MTTL3 upregulates microRNA-1246 to promote occurrence and progression of NSCLC via targeting paternally expressed gene 3

Non-small cell lung cancer (NSCLC) is one of the major causes of morbidity and mortality worldwide. We aimed to investigate the role of N6-methyladenosine (m6A) methyltransferase-like 3 (METTL3) regulating microRNA-1246 (miR-1246) in the progression of NSCLC by targeting paternally expressed gene 3 (PEG3). METTL3, miR-1246, and PEG3 expression in tissues was assessed, and the predictive role of METTL3 in prognosis of patients with NSCLC was detected. NSCLC cells were relatively treated with altered expression of METTL3, miR-1246, or PEG3 to measure their roles in the proliferation, migration, invasion, apoptosis, and in vivo growth of the NSCLC cells. The RNA m6A level was determined, and the targeting relationship between miR-1246 and PEG3 was confirmed. Our results revealed that METTL3 and miR-1246 were upregulated, whereas PEG3 was downregulated in NSCLC tissues. METTL3 knockdown or PEG3 overexpression in NSCLC cells suppressed malignant behaviors of NSCLC cells.

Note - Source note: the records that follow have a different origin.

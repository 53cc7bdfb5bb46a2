//! Op subsets of a job
//!
//! A subset keeps the selected ops, drops wiring to ops outside the
//! selection and narrows the `ops` section of the run config schema to
//! match. The full job travels along as the parent snapshot, so runs of the
//! subset still identify with the job they were cut from.

use crate::error::{Error, Result};
use crate::serdes::snapshot_id;
use crate::snapshot::{
    ConfigTypeSnap, ExternalJobData, ExternalJobSubsetResult, JobSnapshot, SerializableErrorInfo,
};
use std::collections::BTreeSet;

/// Error class reported for selections a job cannot satisfy
pub const INVALID_SUBSET_ERROR: &str = "InvalidSubsetError";

/// Cut `op_selection` out of a job
///
/// A job that is already a subset is cut from its parent, never from the
/// subset itself. Selections naming no op or an unknown op fail inside the
/// result.
pub fn subset_job(data: &ExternalJobData, op_selection: &[String]) -> ExternalJobSubsetResult {
    let parent = data
        .parent_job_snapshot
        .as_ref()
        .unwrap_or(&data.job_snapshot);

    match subset_snapshot(parent, op_selection) {
        Ok(job_snapshot) => ExternalJobSubsetResult::subset(ExternalJobData {
            name: data.name.clone(),
            job_snapshot,
            parent_job_snapshot: Some(parent.clone()),
            active_presets: data.active_presets.clone(),
        }),
        Err(message) => {
            let mut info = SerializableErrorInfo::new(message);
            info.cls_name = Some(INVALID_SUBSET_ERROR.to_string());
            ExternalJobSubsetResult::failed(info)
        }
    }
}

fn subset_snapshot(
    parent: &JobSnapshot,
    op_selection: &[String],
) -> std::result::Result<JobSnapshot, String> {
    if op_selection.is_empty() {
        return Err(format!("op selection for job {} is empty", parent.name));
    }

    let known: BTreeSet<&str> = parent.ops.iter().map(|op| op.name.as_str()).collect();
    let unknown: Vec<&str> = op_selection
        .iter()
        .map(String::as_str)
        .filter(|name| !known.contains(name))
        .collect();
    if !unknown.is_empty() {
        return Err(format!(
            "ops not found in job {}: {}",
            parent.name,
            unknown.join(", ")
        ));
    }

    let selected: BTreeSet<&str> = op_selection.iter().map(String::as_str).collect();
    let mut subset = parent.clone();

    subset.ops.retain(|op| selected.contains(op.name.as_str()));
    for op in &mut subset.ops {
        for input in &mut op.inputs {
            input
                .upstream
                .retain(|handle| selected.contains(handle.op_name.as_str()));
        }
    }

    if let ConfigTypeSnap::Shape { fields, .. } = &mut subset.run_config_schema.config_type {
        if let Some(ops_field) = fields.get_mut("ops") {
            if let ConfigTypeSnap::Shape { fields: op_fields, .. } = &mut ops_field.config_type {
                op_fields.retain(|name, _| selected.contains(name.as_str()));
                ops_field.is_required = op_fields.values().any(|f| f.is_required);
            }
        }
    }

    // Parent order, not selection order, so equal selections hash equally.
    subset.op_selection = Some(subset.ops.iter().map(|op| op.name.clone()).collect());
    subset.parent_snapshot_id = Some(snapshot_id(parent));
    Ok(subset)
}

impl ExternalJobSubsetResult {
    /// The subset job, or the reason the selection was refused
    pub fn into_job_data(self) -> Result<ExternalJobData> {
        match (self.success, self.job_data, self.error) {
            (true, Some(data), _) => Ok(data),
            (_, _, Some(error)) => Err(Error::UserCode(error)),
            _ => Err(Error::corrupt("job subset result carries neither a job nor an error")),
        }
    }
}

METTL3 affected the m6A modification of miR-1246, thus upregulating miR-1246 and miR-1246-targeted PEG3. The elevation of PEG3 reversed the effects of miR-1246 upregulation on NSCLC cells. This study revealed that m6A methyltransferase METTL3 affects the m6A modification of miR-1246, thus upregulating miR-1246 to promote NSCLC progression by inhibiting PEG3.